After decades of purposeless negotiations that have left them worse off than they ever have been, Palestinians have long pleaded that they can no longer wait for the international community to act. A faction of Palestinians in Gaza today, Hamas and its allies, have chosen to resist their own deletion by the only method they feel they have left: armed resistance, a right enshrined under international law. Yet, in spite of the facts I have listed, the media largely chooses to frame these current events in a frame of perpetual myopia, as if Palestinians are always throwing the first punch. Nothing could be further from the truth. The century of brutality that has left millions of Palestinians dead, maimed, imprisoned, dispossessed, and erased by an aggressive, unapologetic, dominant Israel has always been the first blow. Worse, Palestinians are not the perfect victims that the world claims to love, content to be slaughtered while begging for the international community to care. In the decades that Palestinians have marched peacefully, petitioned, and engaged in dialogue, the world has silently and apathetically ignored their pleas. 

This is a matter that concerns us all. In recent years, reflecting on the US’ own histories of genocide against its Native populations, many of us are beginning to understand the true depth of the infinite brutalities, genocides, and erasures enacted by European colonialism from 1492 until now. After all, Palestine is one example of a long and persisting story of European colonialism, this time perpetuated by the young state of Israel. But what we often do not learn is that no decolonizing process has been supported by Europe or its remaining settler colonies – the US, Canada, Australia, and others. Indigenous attempts to resist their own ethnic cleansing have always yielded the same response that we are seeing in the international media’s messaging about Palestine now. Indigenous resisters during Wounded Knee were referred to as “red savages” by US military forces. Nelson Mandela was called a terrorist by white supremacist proponents of apartheid in South Africa. As India began decolonizing, British Prime Minister Winston Churchill called them “a beastly people with a beastly religion.” As you can see, Israeli Defense Minister Yoav Gallant’s current degradation that Palestinians are “human animals” sits within a familiar, racist legacy.

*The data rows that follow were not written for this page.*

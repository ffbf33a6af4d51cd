//! Bounded LRU cache of rendered SQL.
//!
//! Statements whose text depends on an argument count (`IN ($1, ..., $n)`) are
//! rendered once per (operation, arity) and reused, so every connection's
//! prepared-statement cache sees byte-identical SQL for the same shape.

use std::{collections::HashMap, sync::Arc};

use parking_lot::Mutex;

/// Share of the capacity dropped when the cache is full.
const EVICT_FRACTION: f64 = 0.2;

pub struct StatementCache {
    capacity: usize,
    inner: Mutex<Inner>,
}

#[derive(Default)]
struct Inner {
    entries: HashMap<String, Entry>,
    clock: u64,
}

struct Entry {
    sql: Arc<str>,
    last_used: u64,
}

impl StatementCache {
    pub fn new(capacity: usize) -> Self {
        Self {
            capacity: capacity.max(1),
            inner: Mutex::new(Inner::default()),
        }
    }

    /// Returns the SQL cached under `key`, rendering and inserting it first if
    /// it is missing.
    pub fn get_or_render(&self, key: &str, render: impl FnOnce() -> String) -> Arc<str> {
        let mut inner = self.inner.lock();
        inner.clock += 1;
        let now = inner.clock;

        if let Some(entry) = inner.entries.get_mut(key) {
            entry.last_used = now;
            return entry.sql.clone();
        }

        if inner.entries.len() >= self.capacity {
            self.evict_oldest(&mut inner);
        }

        let sql: Arc<str> = render().into();
        inner.entries.insert(
            key.to_owned(),
            Entry {
                sql: sql.clone(),
                last_used: now,
            },
        );
        sql
    }

    fn evict_oldest(&self, inner: &mut Inner) {
        let count = ((self.capacity as f64 * EVICT_FRACTION).ceil() as usize).max(1);

        let mut by_age: Vec<(u64, String)> = inner
            .entries
            .iter()
            .map(|(key, entry)| (entry.last_used, key.clone()))
            .collect();
        by_age.sort_unstable();

        for (_, key) in by_age.into_iter().take(count) {
            inner.entries.remove(&key);
        }

        tracing::debug!(evicted = count, "statement cache full");
    }

    pub fn remove(&self, key: &str) {
        self.inner.lock().entries.remove(key);
    }

    pub fn len(&self) -> usize {
        self.inner.lock().entries.len()
    }

    pub fn is_empty(&self) -> bool {
        self.len() == 0
    }

    pub fn contains(&self, key: &str) -> bool {
        self.inner.lock().entries.contains_key(key)
    }
}

#[cfg(test)]
mod tests {
    use super::*;

    #[test]
    fn renders_once() {
        let cache = StatementCache::new(4);
        let mut renders = 0;

        for _ in 0..3 {
            let sql = cache.get_or_render("op:1", || {
                renders += 1;
                "SELECT 1".to_owned()
            });
            assert_eq!(&*sql, "SELECT 1");
        }

        assert_eq!(renders, 1);
        assert_eq!(cache.len(), 1);
    }

    #[test]
    fn evicts_least_recently_used_fifth() {
        let cache = StatementCache::new(10);
        for i in 0..10 {
            cache.get_or_render(&format!("op:{i}"), || format!("SELECT {i}"));
        }
        // Touch the two oldest so they survive.
        cache.get_or_render("op:0", || unreachable!());
        cache.get_or_render("op:1", || unreachable!());

        cache.get_or_render("op:10", || "SELECT 10".to_owned());

        assert_eq!(cache.len(), 9);
        assert!(cache.contains("op:0"));
        assert!(cache.contains("op:1"));
        assert!(!cache.contains("op:2"));
        assert!(!cache.contains("op:3"));
        assert!(cache.contains("op:4"));
        assert!(cache.contains("op:10"));
    }

    #[test]
    fn remove_leaves_other_entries() {
        let cache = StatementCache::new(2);
        cache.get_or_render("a", || "A".to_owned());
        cache.get_or_render("b", || "B".to_owned());

        cache.remove("a");
        assert!(!cache.contains("a"));
        assert!(cache.contains("b"));

        cache.remove("b");
        assert!(cache.is_empty());
    }
}
use mnemq::error::Error;

#[tokio::main]
async fn main() -> eyre::Result<()> {
    mnemq::run()
        .processors(|_service| async { Ok::<_, Error>(()) })
        .start()
        .await
}
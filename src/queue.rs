use std::time::Duration;

use serde::{Deserialize, Serialize};
use sqlx::prelude::FromRow;

use crate::{retry::RetryPolicy, utils::MS_PER_DAY};

/// Per-queue policy. Queues without a stored row use [`QueueConfig::default`].
#[derive(Serialize, Deserialize, FromRow, Debug, Clone, PartialEq, bon::Builder)]
pub struct QueueConfig {
    #[builder(default = 3)]
    pub max_retries: i64,
    #[builder(default = 1_000)]
    pub base_delay_ms: i64,
    #[builder(default = 300_000)]
    pub max_delay_ms: i64,
    #[builder(default = true)]
    pub use_jitter: bool,
    #[builder(default = 2.0)]
    pub backoff_multiplier: f64,

    #[builder(default = 10)]
    pub batch_size: i64,
    /// Milliseconds a single attempt may run before it counts as failed.
    #[builder(default = 30_000)]
    pub processing_timeout: i64,
    /// Milliseconds between janitor passes over this queue.
    #[builder(default = 3_600_000)]
    pub cleanup_interval: i64,
    /// Milliseconds a completed or failed message is kept.
    #[builder(default = 7 * MS_PER_DAY)]
    pub retention_period: i64,

    #[builder(default = true)]
    pub enabled: bool,
}

impl Default for QueueConfig {
    fn default() -> Self {
        Self::builder().build()
    }
}

impl QueueConfig {
    pub fn retry_policy(&self) -> RetryPolicy {
        RetryPolicy {
            base_delay_ms: self.base_delay_ms,
            max_delay_ms: self.max_delay_ms,
            use_jitter: self.use_jitter,
            multiplier: self.backoff_multiplier,
        }
    }

    pub fn processing_timeout(&self) -> Duration {
        Duration::from_millis(self.processing_timeout.max(1) as u64)
    }

    pub fn cleanup_interval(&self) -> Duration {
        Duration::from_millis(self.cleanup_interval.max(0) as u64)
    }

    pub(crate) fn validate(&self) -> Result<(), crate::error::Error> {
        use crate::error::Error;

        if self.base_delay_ms < 0 || self.max_delay_ms < 0 {
            return Err(Error::invalid_parameter("retry delays must not be negative"));
        }
        if !self.backoff_multiplier.is_finite() || self.backoff_multiplier < 1.0 {
            return Err(Error::invalid_parameter(
                "backoff_multiplier must be a finite number >= 1",
            ));
        }
        if self.batch_size < 1 {
            return Err(Error::invalid_parameter("batch_size must be at least 1"));
        }
        if self.processing_timeout < 1 {
            return Err(Error::invalid_parameter(
                "processing_timeout must be at least 1ms",
            ));
        }
        if self.retention_period < 0 || self.cleanup_interval < 0 {
            return Err(Error::invalid_parameter(
                "retention_period and cleanup_interval must not be negative",
            ));
        }
        Ok(())
    }
}

/// Read-only counters for one queue.
#[derive(Serialize, Deserialize, FromRow, Debug, Clone, Default, PartialEq)]
pub struct QueueStats {
    pub queue_name: String,
    pub pending: i64,
    pub processing: i64,
    pub completed: i64,
    pub failed: i64,
    pub retrying: i64,
    pub total: i64,
    /// Mean of `processed_at - created_at` over completed and failed rows.
    pub avg_processing_ms: Option<f64>,
    pub oldest_pending_at: Option<i64>,
    #[sqlx(default)]
    pub dead_letters: i64,
}

impl QueueStats {
    pub fn live(&self) -> i64 {
        self.pending + self.processing + self.retrying
    }
}

/// Counts used to judge the health of the whole engine.
#[derive(Serialize, Deserialize, Debug, Clone, Default, PartialEq)]
pub struct SystemHealth {
    pub pending: i64,
    pub processing: i64,
    pub completed: i64,
    pub failed: i64,
    pub retrying: i64,
    /// Messages that have been `processing` longer than the stuck threshold.
    pub stuck_processing: i64,
    pub dead_letters: i64,
    pub queues: Vec<String>,
    pub processors: Vec<String>,
    /// Set when the store could not be queried.
    pub store_error: Option<String>,
    pub is_healthy: bool,
}

#[cfg(test)]
mod tests {
    use super::*;

    #[test]
    fn defaults() {
        let config = QueueConfig::default();
        assert_eq!(config.max_retries, 3);
        assert_eq!(config.base_delay_ms, 1_000);
        assert!(config.use_jitter);
        assert_eq!(config.batch_size, 10);
        assert_eq!(config.retention_period, 7 * MS_PER_DAY);
        assert!(config.enabled);
        assert!(config.validate().is_ok());
    }

    #[test]
    fn rejects_nonsense() {
        let config = QueueConfig::builder().batch_size(0).build();
        assert!(config.validate().unwrap_err().is_validation());

        let config = QueueConfig::builder().backoff_multiplier(f64::NAN).build();
        assert!(config.validate().is_err());

        let config = QueueConfig::builder().base_delay_ms(-1).build();
        assert!(config.validate().is_err());
    }
}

These intertwined histories of colonization and decolonization have taught us that there is a powerful double standard at work today that insists that some tragedies are dismissible, while others are deemed meaningful. The fact that 750,000 Palestinians were ethnically cleansed from their land and thousands were liquidated by Israel in 1948 merely because Israelis wanted their land has been deemed widely acceptable. The fact that tens of thousands of Gazans peacefully marched in 2018 to Israel’s apartheid wall to demonstrate their desire for freedom, and were met by a hail of bullets that resulted in “214 Palestinians, including 46 children, were killed, and over 36,100, including nearly 8,800 children have been injured,” has been purposefully forgotten. The fact that one Palestinian child a day has been killed by Israel on average in 2023 has been normalized by pro-Israeli propaganda and the media. This double standard shows that Palestinians who are murdered under the illegal Israeli occupation are treated as unremarkable stories, as if it is only Israeli lives that are worth protecting and mourning. But their deaths are not normal, not routine, and not acceptable. They are a catastrophe.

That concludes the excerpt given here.